Моя однокурсница по Востфаку, египтолог Элла Фингарет, по факультетской кличке «баронесса», вслед за моим отцом стала приучать меня внимательно вглядываться в классическую живопись.
Как ни странно, я её даже слушался, хоть и не знаю, чем объяснить её особое влияние на меня. Ну, не тем же, что она года на полтора старше? Прошло более полувека, но и теперь Элка говорит, что она тогда была «вполне обыкновенной и даже наивной». О наивности не скажу, а вот две косички всё же были.
Спустя двадцать лет после моего отъезда «навсегда» из СССР и через два года после её переселения в Израиль, мы встретились в Париже, (кажется году в 1999) и Элка вдруг напомнила мне некоторые строчки полувековой давности из моих первых стихов.

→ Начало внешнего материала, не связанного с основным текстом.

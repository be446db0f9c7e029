//! Output writers for candles and computed indicators.
//!
//! # CSV Layout
//!
//! One row per candle. The first column is `time`, followed by one column
//! per indicator component: `<id>` for single-line indicators and
//! `<id>.<component>` for multi-output ones (`BB.upper`, `macd.signal`).
//! Undefined (warm-up) values are written as empty cells.
//!
//! # JSON Layout
//!
//! An array with one object per indicator:
//!
//! ```json
//! [{"id": "rsi", "kind": "rsi", "pane": "oscillator",
//!   "params": {"period": 14.0}, "components": {"value": [null, 51.2]}}]
//! ```

use std::collections::HashMap;
use std::fs::File;
use std::io::{self, BufWriter, Write};
use std::path::PathBuf;

use csv::WriterBuilder;
use fxta::plan::{ComputedIndicator, IndicatorSet, Pane};
use fxta::Candle;
use serde::{Serialize, Serializer};

use crate::error::{CliError, Result};

/// Where output goes.
#[derive(Debug, Clone, PartialEq, Eq)]
pub enum OutputDest {
    /// Standard output.
    Stdout,
    /// A file, created or truncated.
    File(PathBuf),
}

impl OutputDest {
    /// `None` means stdout.
    #[must_use]
    pub fn from_option(path: Option<PathBuf>) -> Self {
        path.map_or(Self::Stdout, Self::File)
    }

    /// Opens the destination for writing.
    ///
    /// # Errors
    ///
    /// Returns `CliError::FileError` if the file cannot be created.
    pub fn writer(&self) -> Result<Box<dyn Write>> {
        match self {
            Self::Stdout => Ok(Box::new(BufWriter::new(io::stdout().lock()))),
            Self::File(path) => {
                let file = File::create(path).map_err(|source| CliError::FileError {
                    path: path.display().to_string(),
                    source,
                })?;
                Ok(Box::new(BufWriter::new(file)))
            }
        }
    }
}

/// Rounds `value` to `digits` decimal places.
#[must_use]
pub fn round_to(value: f64, digits: u32) -> f64 {
    let scale = 10_f64.powi(i32::try_from(digits).unwrap_or(i32::MAX));
    if scale.is_finite() {
        (value * scale).round() / scale
    } else {
        value
    }
}

/// Writes candles as `time,open,high,low,close,volume` CSV.
///
/// # Errors
///
/// Returns an error if writing fails.
pub fn write_candles_csv<W: Write>(candles: &[Candle], writer: W) -> Result<()> {
    let mut csv = WriterBuilder::new().from_writer(writer);
    csv.write_record(["time", "open", "high", "low", "close", "volume"])?;
    for c in candles {
        csv.write_record([
            c.time.to_string(),
            c.open.to_string(),
            c.high.to_string(),
            c.low.to_string(),
            c.close.to_string(),
            c.volume.to_string(),
        ])?;
    }
    csv.flush()?;
    Ok(())
}

/// Column prefix per indicator: the requested id, or, when an id occurs more
/// than once, the id with its parameters (`sma(period=5)`), numbered if even
/// that repeats.
fn indicator_labels(set: &IndicatorSet) -> Vec<String> {
    let count = |id: &str| set.iter().filter(|other| other.id == id).count();
    let mut seen: HashMap<String, usize> = HashMap::new();
    set.iter()
        .map(|indicator| {
            let mut label = indicator.id.clone();
            if count(&indicator.id) > 1 {
                let params: Vec<String> = indicator
                    .spec
                    .params()
                    .into_iter()
                    .map(|(name, value)| format!("{name}={value}"))
                    .collect();
                label = format!("{label}({})", params.join(","));
            }
            let n = seen.entry(label.clone()).or_insert(0);
            *n += 1;
            if *n > 1 {
                label = format!("{label}#{n}");
            }
            label
        })
        .collect()
}

fn column_name(indicator: &ComputedIndicator, label: &str, component: &str) -> String {
    if indicator.kind().output_count() == 1 {
        label.to_string()
    } else {
        format!("{label}.{component}")
    }
}

/// Writes computed indicators as CSV aligned with `times`.
///
/// `round` limits the number of decimals; `None` writes full precision.
///
/// # Errors
///
/// Returns an error if writing fails or a series length differs from
/// `times`.
pub fn write_indicators_csv<W: Write>(
    times: &[i64],
    set: &IndicatorSet,
    round: Option<u32>,
    writer: W,
) -> Result<()> {
    let mut header = vec!["time".to_string()];
    let mut columns = Vec::new();
    for (indicator, label) in set.iter().zip(indicator_labels(set)) {
        for (name, series) in indicator.output.components() {
            if series.len() != times.len() {
                return Err(fxta::Error::LengthMismatch {
                    description: format!(
                        "{} has {} values for {} candles",
                        column_name(indicator, &label, name),
                        series.len(),
                        times.len()
                    ),
                }
                .into());
            }
            header.push(column_name(indicator, &label, name));
            columns.push(series);
        }
    }

    let mut csv = WriterBuilder::new().from_writer(writer);
    csv.write_record(&header)?;
    for (row, time) in times.iter().enumerate() {
        let mut record = Vec::with_capacity(header.len());
        record.push(time.to_string());
        record.extend(columns.iter().map(|series| match series[row] {
            Some(v) => round.map_or(v, |d| round_to(v, d)).to_string(),
            None => String::new(),
        }));
        csv.write_record(&record)?;
    }
    csv.flush()?;
    Ok(())
}

#[derive(Serialize)]
struct JsonIndicator<'a> {
    id: &'a str,
    kind: &'static str,
    pane: Pane,
    #[serde(serialize_with = "ordered_map")]
    params: Vec<(&'static str, f64)>,
    #[serde(serialize_with = "ordered_map")]
    components: Vec<(&'static str, Vec<Option<f64>>)>,
}

/// Serializes pairs as a JSON object, keeping their order.
fn ordered_map<S, V>(
    pairs: &[(&'static str, V)],
    serializer: S,
) -> std::result::Result<S::Ok, S::Error>
where
    S: Serializer,
    V: Serialize,
{
    serializer.collect_map(pairs.iter().map(|(name, value)| (name, value)))
}

/// Writes computed indicators as a pretty-printed JSON array.
///
/// # Errors
///
/// Returns an error if serialization or writing fails.
pub fn write_indicators_json<W: Write>(set: &IndicatorSet, round: Option<u32>, mut writer: W) -> Result<()> {
    let entries: Vec<JsonIndicator<'_>> = set
        .iter()
        .map(|indicator| JsonIndicator {
            id: &indicator.id,
            kind: indicator.kind().id(),
            pane: indicator.pane,
            params: indicator.spec.params(),
            components: indicator
                .output
                .components()
                .into_iter()
                .map(|(name, series)| {
                    let values = series
                        .iter()
                        .map(|v| v.map(|v| round.map_or(v, |d| round_to(v, d))))
                        .collect();
                    (name, values)
                })
                .collect(),
        })
        .collect();
    serde_json::to_writer_pretty(&mut writer, &entries)?;
    writeln!(writer)?;
    writer.flush()?;
    Ok(())
}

Она справедливо сказала, что я писал кучу дряни, но тут же заметила, что ей и тогда, мол, было ясно, что можно от меня было ждать и чего-то получше.
Знакомство с ней на первом курсе я попытался начать моим обычным способом, но она сразу резко отмахнулась от этих «дурацких ухаживаний» и стала вместо этого таскать меня по всем музеям и выставкам, какие только были тогда в Питере.
Выставок бывало совсем немного, и всё русские или советские; западную живопись можно было увидеть только в Эрмитаже, и то все кончалось серединой XIX века – барбизонцами, к ним советские граждане были допущены, а вот ни импрессионистов, ни более поздних художников в сороковых-начале пятидесятых просто не существовало. А Элла научила меня проглядывать ругательнейшие антизападные статьи в журналах «Искусство» и «Творчество». Дело в том, что каждая статья сопровождалась хоть одной репродукцией того, что обругивалось. Только так можно было составить себе зыбкое представление о том, что за пределами «великой и могучей» есть искусство!